(Iba a poner esto hace unos días, pero se ha juntado con los posts anteriores así que mejor no ponerlo todo a la vez).
Algunos sabéis que todo un poco el piano. Bueno, lo hice cuando era joven, unos añitos, y lo dejé de mala manera, pero siempre estuvo ahí, dentro de mí. Hace un año y medio o así, en Santander, empecé otra vez, una mañana a la semana, unas cuantas horas. Lo que podía hasta que me empezaban a doler las muñecas, porque me encantaba. Tocaba dos o tres cosas sólo, casi todo música clásica, y a trozos; cosas que me gustaba escuchar y cuyas partituras había conseguido, porque hay pocas cosas como estar tocando y poder escuchar la música que tú haces y que te gusta. La mayoría del tiempo practicaba con paciencia y ganas, como hay que hacer con el piano: nota tras nota, con cuidado, una y otra y otra vez hasta que tu cerebro y tu cuerpo aprenden el movimiento de memoria. También a ratos dejaba de practicar, cogía las partituras, incluso a veces las que tocaba hace doce o quince años, y tocaba lo que podía, sólo por el placer de hacerlo.

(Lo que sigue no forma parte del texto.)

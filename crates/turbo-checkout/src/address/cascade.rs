//! Address cascade reducer.
//!
//! Every edit to the guest address goes through [`AddressState::apply`], a
//! pure function from the current state and one event to the next state. The
//! transition also reports what the edit does to shipping, so the caller can
//! drop quotes that belong to the old destination.

use crate::address::{GuestContact, RegionLevel};
use crate::error::CheckoutError;
use crate::ids::RegionId;
use serde::{Deserialize, Serialize};

/// One edit to the guest address form.
#[derive(Debug, Clone, PartialEq, Eq, Serialize, Deserialize)]
#[serde(tag = "type", content = "value", rename_all = "snake_case")]
pub enum AddressEvent {
    ProvinceSelected(RegionId),
    CitySelected(RegionId),
    DistrictSelected(RegionId),
    FullNameChanged(String),
    EmailChanged(String),
    PhoneChanged(String),
    AddressLine1Changed(String),
    AddressLine2Changed(Option<String>),
    PostalCodeChanged(String),
}

impl AddressEvent {
    /// The cascade level this event selects, if any.
    pub fn region_level(&self) -> Option<RegionLevel> {
        match self {
            AddressEvent::ProvinceSelected(_) => Some(RegionLevel::Province),
            AddressEvent::CitySelected(_) => Some(RegionLevel::City),
            AddressEvent::DistrictSelected(_) => Some(RegionLevel::District),
            _ => None,
        }
    }
}

/// Where quotes are priced to: the district when chosen, else the postal code.
#[derive(Debug, Clone, PartialEq, Eq, Hash)]
pub enum DestinationKey {
    District(RegionId),
    PostalCode(String),
}

impl DestinationKey {
    pub fn as_str(&self) -> &str {
        match self {
            DestinationKey::District(id) => id.as_str(),
            DestinationKey::PostalCode(code) => code,
        }
    }
}

/// What an address edit does to the shipping selection.
#[derive(Debug, Clone, Copy, PartialEq, Eq)]
pub enum ShippingImpact {
    /// Nothing shipping-related changed.
    None,
    /// Quotes and the chosen option are stale; the courier stays.
    ResetQuote,
    /// Region changed: courier, quotes and the chosen option are all reset.
    ResetCourier,
}

/// Result of applying one event.
#[derive(Debug, Clone, PartialEq, Eq)]
pub struct AddressTransition {
    pub state: AddressState,
    pub impact: ShippingImpact,
}

/// Address form state.
#[derive(Debug, Clone, Default, PartialEq, Eq, Serialize, Deserialize)]
pub struct AddressState {
    pub contact: GuestContact,
}

impl AddressState {
    pub fn new(contact: GuestContact) -> Self {
        Self { contact }
    }

    /// Apply one event. Out-of-order region choices are rejected and leave
    /// the state untouched.
    pub fn apply(&self, event: AddressEvent) -> Result<AddressTransition, CheckoutError> {
        let mut contact = self.contact.clone();
        let region_event = event.region_level().is_some();

        match event {
            AddressEvent::ProvinceSelected(id) => contact.region = contact.region.with_province(id),
            AddressEvent::CitySelected(id) => contact.region = contact.region.with_city(id)?,
            AddressEvent::DistrictSelected(id) => {
                contact.region = contact.region.with_district(id)?
            }
            AddressEvent::FullNameChanged(v) => contact.full_name = v,
            AddressEvent::EmailChanged(v) => contact.email = v,
            AddressEvent::PhoneChanged(v) => contact.phone = v,
            AddressEvent::AddressLine1Changed(v) => contact.address_line1 = v,
            AddressEvent::AddressLine2Changed(v) => contact.address_line2 = v,
            AddressEvent::PostalCodeChanged(v) => contact.postal_code = v,
        }

        let state = AddressState { contact };
        let impact = if region_event {
            ShippingImpact::ResetCourier
        } else if state.destination_key() != self.destination_key()
            || state.can_choose_courier() != self.can_choose_courier()
        {
            ShippingImpact::ResetQuote
        } else {
            ShippingImpact::None
        };

        Ok(AddressTransition { state, impact })
    }

    /// Courier choice is allowed once a district is set, or once both the
    /// street address and postal code are filled in.
    pub fn can_choose_courier(&self) -> bool {
        self.contact.region.district_id().is_some()
            || (self.contact.has_address_line1() && self.contact.has_postal_code())
    }

    /// Destination used for quotes.
    pub fn destination_key(&self) -> Option<DestinationKey> {
        match self.contact.region.district_id() {
            Some(district) => Some(DestinationKey::District(district.clone())),
            None if self.contact.has_postal_code() => Some(DestinationKey::PostalCode(
                self.contact.postal_code.trim().to_string(),
            )),
            None => None,
        }
    }

    /// A city lookup may run only once a province is chosen.
    pub fn city_lookup_parent(&self) -> Option<&RegionId> {
        self.contact.region.province_id()
    }

    /// A district lookup may run only once a city is chosen.
    pub fn district_lookup_parent(&self) -> Option<&RegionId> {
        self.contact.region.city_id()
    }
}

#[cfg(test)]
mod tests {
    use super::*;

    fn rid(s: &str) -> RegionId {
        RegionId::new(s)
    }

    fn apply_all(events: Vec<AddressEvent>) -> AddressState {
        events.into_iter().fold(AddressState::default(), |state, e| {
            state.apply(e).unwrap().state
        })
    }

    fn with_district() -> AddressState {
        apply_all(vec![
            AddressEvent::ProvinceSelected(rid("p1")),
            AddressEvent::CitySelected(rid("c1")),
            AddressEvent::DistrictSelected(rid("d1")),
        ])
    }

    #[test]
    fn test_new_province_clears_city_and_district() {
        let t = with_district()
            .apply(AddressEvent::ProvinceSelected(rid("p2")))
            .unwrap();
        assert!(t.state.contact.region.city_id().is_none());
        assert!(t.state.contact.region.district_id().is_none());
        assert_eq!(t.impact, ShippingImpact::ResetCourier);
    }

    #[test]
    fn test_new_city_clears_district() {
        let t = with_district()
            .apply(AddressEvent::CitySelected(rid("c9")))
            .unwrap();
        assert!(t.state.contact.region.district_id().is_none());
        assert_eq!(t.impact, ShippingImpact::ResetCourier);
    }

    #[test]
    fn test_district_only_sets_district() {
        let t = with_district()
            .apply(AddressEvent::DistrictSelected(rid("d2")))
            .unwrap();
        assert_eq!(t.state.contact.region.city_id(), Some(&rid("c1")));
        assert_eq!(t.state.contact.region.district_id(), Some(&rid("d2")));
    }

    #[test]
    fn test_out_of_order_rejected() {
        let state = AddressState::default();
        assert!(state.apply(AddressEvent::CitySelected(rid("c1"))).is_err());
        assert!(state.apply(AddressEvent::DistrictSelected(rid("d1"))).is_err());
    }

    #[test]
    fn test_can_choose_courier_with_district() {
        assert!(with_district().can_choose_courier());
    }

    #[test]
    fn test_can_choose_courier_with_address_and_postal() {
        let state = apply_all(vec![AddressEvent::AddressLine1Changed("Jl. Merdeka 1".into())]);
        assert!(!state.can_choose_courier());

        let state = state
            .apply(AddressEvent::PostalCodeChanged("10110".into()))
            .unwrap()
            .state;
        assert!(state.can_choose_courier());
    }

    #[test]
    fn test_blank_postal_code_not_eligible() {
        let state = apply_all(vec![
            AddressEvent::AddressLine1Changed("Jl. Merdeka 1".into()),
            AddressEvent::PostalCodeChanged("   ".into()),
        ]);
        assert!(!state.can_choose_courier());
        assert!(state.destination_key().is_none());
    }

    #[test]
    fn test_destination_prefers_district() {
        let state = with_district()
            .apply(AddressEvent::PostalCodeChanged("10110".into()))
            .unwrap();
        assert_eq!(
            state.state.destination_key(),
            Some(DestinationKey::District(rid("d1")))
        );
        // district wins, so the postal edit leaves quotes alone
        assert_eq!(state.impact, ShippingImpact::None);
    }

    #[test]
    fn test_postal_change_without_district_resets_quote() {
        let state = apply_all(vec![
            AddressEvent::AddressLine1Changed("Jl. Merdeka 1".into()),
            AddressEvent::PostalCodeChanged("10110".into()),
        ]);
        let t = state
            .apply(AddressEvent::PostalCodeChanged("10220".into()))
            .unwrap();
        assert_eq!(t.impact, ShippingImpact::ResetQuote);
        assert_eq!(t.state.destination_key().unwrap().as_str(), "10220");
    }

    #[test]
    fn test_contact_fields_have_no_shipping_impact() {
        let t = with_district()
            .apply(AddressEvent::EmailChanged("a@b.c".into()))
            .unwrap();
        assert_eq!(t.impact, ShippingImpact::None);
        assert_eq!(t.state.contact.email, "a@b.c");
    }

    #[test]
    fn test_lookup_parents_follow_selection() {
        let state = AddressState::default();
        assert!(state.city_lookup_parent().is_none());

        let state = state
            .apply(AddressEvent::ProvinceSelected(rid("p1")))
            .unwrap()
            .state;
        assert_eq!(state.city_lookup_parent(), Some(&rid("p1")));
        assert!(state.district_lookup_parent().is_none());
    }
}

Cuando llegué aquí, quise practicar otra vez. Después de preguntar a muchísima gente, finalmente alguien me dijo que podría ir al otro campus de la universidad, donde está el departamento de música, y allí seguramente podría ir a tocar sin que me dijeran nada.
Mis partituras estaban todavía en Santander, así que después de un tiempo por fin me las mandaron. Normalmente los paquetes tardan poco más de una semana, y ya llevaba esperando tres semanas por ellas, así que la semana pasada fui a la oficina de correos y me dijeron que tuviera paciencia, que en esta época del año hasta el correo desde EEUU tarda medio mes.
Al día siguiente, en un típico momento mío de entrar por la puerta corriendo para cambiarme de zapatos y largarme con prisas a clase de baile, Gwen me dijo "hoy tienes correo". Sólo esperaba dos cosas: las partituras o el permiso de trabajo.
Sobre la mesa había una bolsa de plástico transparente con un gran sobre blanco dentro. Cogí la bolsa y lo primero que vi fueron dos palabras, bien grandes,
We apologize, ...
y dentro, el sobre vacío.
Estaba rasgado por un lado, como si alguien lo hubiera abierto y se hubiera quedado con el contenido, o como si hubiera reventado en uno de los muchos vaivenes que el correo recibe en distancias tan largas. Ni una sola de mis partituras llegó aquí. Ni los libros con los que empecé, ni las partituras que compré unos años después.
Me fui corriendo a clase de baile, sin muchas ganas. Los que me conocían me preguntaron qué me pasaba, pero era difícil explicárselo, o quizás simplemente no quería hablar de ello. Me quedé a bailar un rato, me animé un poco, y luego me fui con una amiga al festival de jazz. Volví a casa más tarde de medianoche, con bastante mejor humor.
Gwen ya se había acostado, fui a la mesa y cogí la bolsa de plástico para bajar a mi habitación. Entonces vi que debajo había otro sobre. Este era pequeño, y de color marrón, de papel reciclado, de esos que usa el gobierno de Canadá. Pero no era el permiso de trabajo, demasiado pequeño.
Lo abrí, y me encontré con un cheque de $75, que tenían que devolverme por una de las dos solicitudes oficiales que había hecho entre muchos otros papeleos. Bajé a mi habitación, y entonces recordé, una vez más, una lección importante que he aprendido:
Por muchas cosas que tengas, por mucha gente que conozcas, y por mucho que valores todo eso que tienes en tu vida, nada ni nadie es tan imprescindible como para que, si alguna vez pierdes algo, o muchas cosas a la vez, o incluso todo, no puedas volver a ser otra vez tan feliz como lo eras antes. No puedes sustituir lo que tenías, y la perdida puede ser muy dolorosa a veces, pero puedes encontrar otras cosas y otra gente que te darán tanto como tuviste antes. Porque al final, lo único importante que tienes en todo momento es a ti mismo.
Sé cuáles son las cosas que quiero tocar. Sé dónde hacerlo. Y ahora tengo $75 ocmo presupuesto para conseguir las partituras. Esta semana lo haré otra vez.